第48話・サイン・フォー・アライアンス①

 列車から遠く離れた地点、丁度よく森林にぽっかり空いたスペースに、

ナギとザイツは貨物車両を下ろした。

 二人は地面に降り立ってアーマーをパージし、ザイツが重い貨物列車のドアを左右に開ける。


 シェラを先頭に、中からガルタの兵士たちが降りて来る。腕を折られたクゥエルの女兵士も、外へ引っ張り出されていた。


「……レインは?」


 中からぞろぞろと出てくる部隊員たちを見ながら、ナギが言った。その表情には明らかな不安が混じっている。


 その顔を向けられたシェラが、逃げる様に地面に向けて視線を落とした。


「ねぇ、レインは!?」


 ナギは彼女に詰め寄って、両手で肩を掴む。


「彼は……残った」


 シェラは視線を外したまま、口から言葉を押し出すように言った。


「残った、って……」

「殿を務めたんだ。私達が逃げる時間を作るために」

「じゃ、レインは……」

「敵に掴まった」


 ザイツが口を挟む。シェラとは違い、淡々とした様子だ。ナギは手を離し、振り返って今しがたパージしたワルキューレアーマーへと走った。


「止めろ!」


 シェラが打って変わった様子で声を上げる。声色は上官のそれだ。ザイツともう一人の兵士がナギを追い、アーマーに触れる直前で彼女を取り押さえた。


「放して!」


 ナギは二人を振りほどこうと身体をくねらせながら叫ぶ。シェラは、そんな彼女に歩み寄って、言った。


「それでどうするつもりだったんだ?」

「決まってる! レインを助けに行く!」

「たった一機で?」

「それでも!」

「行ってどうする? ギャプランに落とされて終わりだ。私達には武器も無い。それに……」


 シェラは再び視線を落とし、ザイツが横から続けた。


「助けに行く必要も無い」


 あくまで淡々と、事実を告げる声だった。


「……そうだ」


 シェラが苦しく続けた。ナギは唖然とし、弱弱しく口を開く。


「どうして……?彼は……」

「私達を助けてくれた」

「うん、そうだよ! だったら……!」

「何故?」

「……え?」


 シェラは精一杯感情を押し殺した顔をナギへ向け、言った。


「なぜ彼は私達を助けたんだ?」

「それは……」

「彼はうちの国の人間じゃない、他国の一般人だ。それを、どうして私達が助けに行かなければならないんだ?」

「……酷い!」

 

 ナギは怒りをむき出しにして、目の前の金髪の隊長に向かって言った。


「ねぇシェラ、言ってることは分かる。
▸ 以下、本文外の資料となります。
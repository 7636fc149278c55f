//! Scenarios: which templates to spawn, and where.

use sim_core::{Actor, ActorError, Position};

use crate::templates::ActorCatalog;

/// One actor placement.
#[derive(Clone, Debug, PartialEq)]
#[cfg_attr(feature = "serde", derive(serde::Serialize, serde::Deserialize))]
pub struct SpawnSpec {
    /// Template id in the actor catalog.
    pub template: String,
    pub position: (f32, f32),
    /// Overrides the template name.
    #[cfg_attr(feature = "serde", serde(default))]
    pub name: Option<String>,
    /// Patrol route for NPCs with the patrol pattern.
    #[cfg_attr(feature = "serde", serde(default))]
    pub waypoints: Vec<(f32, f32)>,
}

/// A starting world layout.
#[derive(Clone, Debug, Default, PartialEq)]
#[cfg_attr(feature = "serde", derive(serde::Serialize, serde::Deserialize))]
pub struct Scenario {
    #[cfg_attr(feature = "serde", serde(default))]
    pub name: String,
    pub spawns: Vec<SpawnSpec>,
}

/// Errors raised while turning a scenario into actors.
#[derive(Clone, Debug, PartialEq, thiserror::Error)]
pub enum ScenarioError {
    #[error("spawn #{index} references unknown template '{template}'")]
    UnknownTemplate { index: usize, template: String },

    #[error("spawn #{index} ('{template}') is invalid: {source}")]
    InvalidActor {
        index: usize,
        template: String,
        source: ActorError,
    },
}

impl Scenario {
    /// Instantiates every placement, in file order.
    pub fn build_actors(&self, catalog: &ActorCatalog) -> Result<Vec<Actor>, ScenarioError> {
        self.spawns
            .iter()
            .enumerate()
            .map(|(index, spawn)| {
                let template =
                    catalog
                        .get(&spawn.template)
                        .ok_or_else(|| ScenarioError::UnknownTemplate {
                            index,
                            template: spawn.template.clone(),
                        })?;
                let waypoints = spawn
                    .waypoints
                    .iter()
                    .map(|&(x, y)| Position::new(x, y))
                    .collect();
                let mut builder = template
                    .builder(waypoints)
                    .at(spawn.position.0, spawn.position.1);
                if let Some(name) = &spawn.name {
                    builder = builder.name(name.clone());
                }
                builder.build().map_err(|source| ScenarioError::InvalidActor {
                    index,
                    template: spawn.template.clone(),
                    source,
                })
            })
            .collect()
    }
}

#[cfg(test)]
mod tests {
    use super::*;
    use crate::templates::{ActorTemplate, TemplateKind};
    use sim_core::ObstacleMaterial;

    fn catalog() -> ActorCatalog {
        let mut catalog = ActorCatalog::new();
        catalog.insert("hero", ActorTemplate::new(TemplateKind::Player));
        catalog.insert("rock", ActorTemplate::new(TemplateKind::Obstacle(ObstacleMaterial::Rock)));
        catalog
    }

    fn spawn(template: &str, x: f32, y: f32) -> SpawnSpec {
        SpawnSpec {
            template: template.to_owned(),
            position: (x, y),
            name: None,
            waypoints: Vec::new(),
        }
    }

    #[test]
    fn builds_in_file_order() {
        let scenario = Scenario {
            name: "yard".to_owned(),
            spawns: vec![spawn("hero", 0.0, 0.0), spawn("rock", 64.0, 0.0)],
        };
        let actors = scenario.build_actors(&catalog()).unwrap();
        assert_eq!(actors.len(), 2);
        assert!(actors[0].is_player());
        assert_eq!(actors[1].position(), Position::new(64.0, 0.0));
    }

    #[test]
    fn unknown_template_names_the_spawn() {
        let scenario = Scenario {
            name: String::new(),
            spawns: vec![spawn("hero", 0.0, 0.0), spawn("dragon", 1.0, 1.0)],
        };
        assert_eq!(
            scenario.build_actors(&catalog()),
            Err(ScenarioError::UnknownTemplate {
                index: 1,
                template: "dragon".to_owned()
            })
        );
    }
}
レインは私達の仲間じゃないし、守るべき国民でもない。でも、それでもレインは助けに来てくれたんだよ!? 船から連れ去られて、全然知らない土地を連れまわされて、挙句の果てにあと一歩で死んじゃうところだった!」


 彼女の目から大粒の涙が零れ、地面の土に染み込んでいく。


「それでも、レインは助けに来てくれたじゃん! 逃げたらダサいってだけの理由で!」


 逃げたらダサい、その言葉に、その場に居た全員の目が見開かれ、小さくないどよめきが起こった。口々に言葉がささやかれ、何て奴だ、イカレてる、そんな言葉が聞こえて来る。


「……大馬鹿野郎か、アイツは」


 吐き捨てるように行ったのは、ザイツだった。ただ、その表情は少し笑っているように見える。


 シェラは溜息を付き、暗い表情で俯きながら言った。


「……彼を助けに行けば、クゥエルとは本格的に戦争になる」


 悔し紛れに噛みしめた歯から、震える声を押し出すようにして続ける。


「そうなれば、ガルタの民に危険が及ぶ。助ける必要のない人間を助けて、守るべき人間を危険にさらすことになる」

「シェラ……」

 

 ナギは訴えかける様に、蚊の鳴くような声を漏らした。


「私だって助けに行きたいよ! それでも……ダメなんだよ、それじゃ」


 シェラは振り返り、目元を拭ってからナギへ向き直る。


「それに、私達には武器も無いと言っただろう。ワルキューレアーマー一機だけじゃ――」

「一機じゃない。二機だ」


 そう決意に満ちた声で言ったのは、ザイツだった。彼はナギから手を離し、もう一人の兵士にも彼女を離すように指示を出す。兵士は戸惑いながらも拘束を解き、ナギは自由に動ける状態になった。


「ザイツ……」

「ザイツ・シュピーゲル! 何を考えている!?」


 シェラが声を上げる。ザイツはそれに動じる様子も無く、背筋を伸ばし、つま先を揃え、指先を伸ばした右手を額へ持って行って、高らかに宣言した。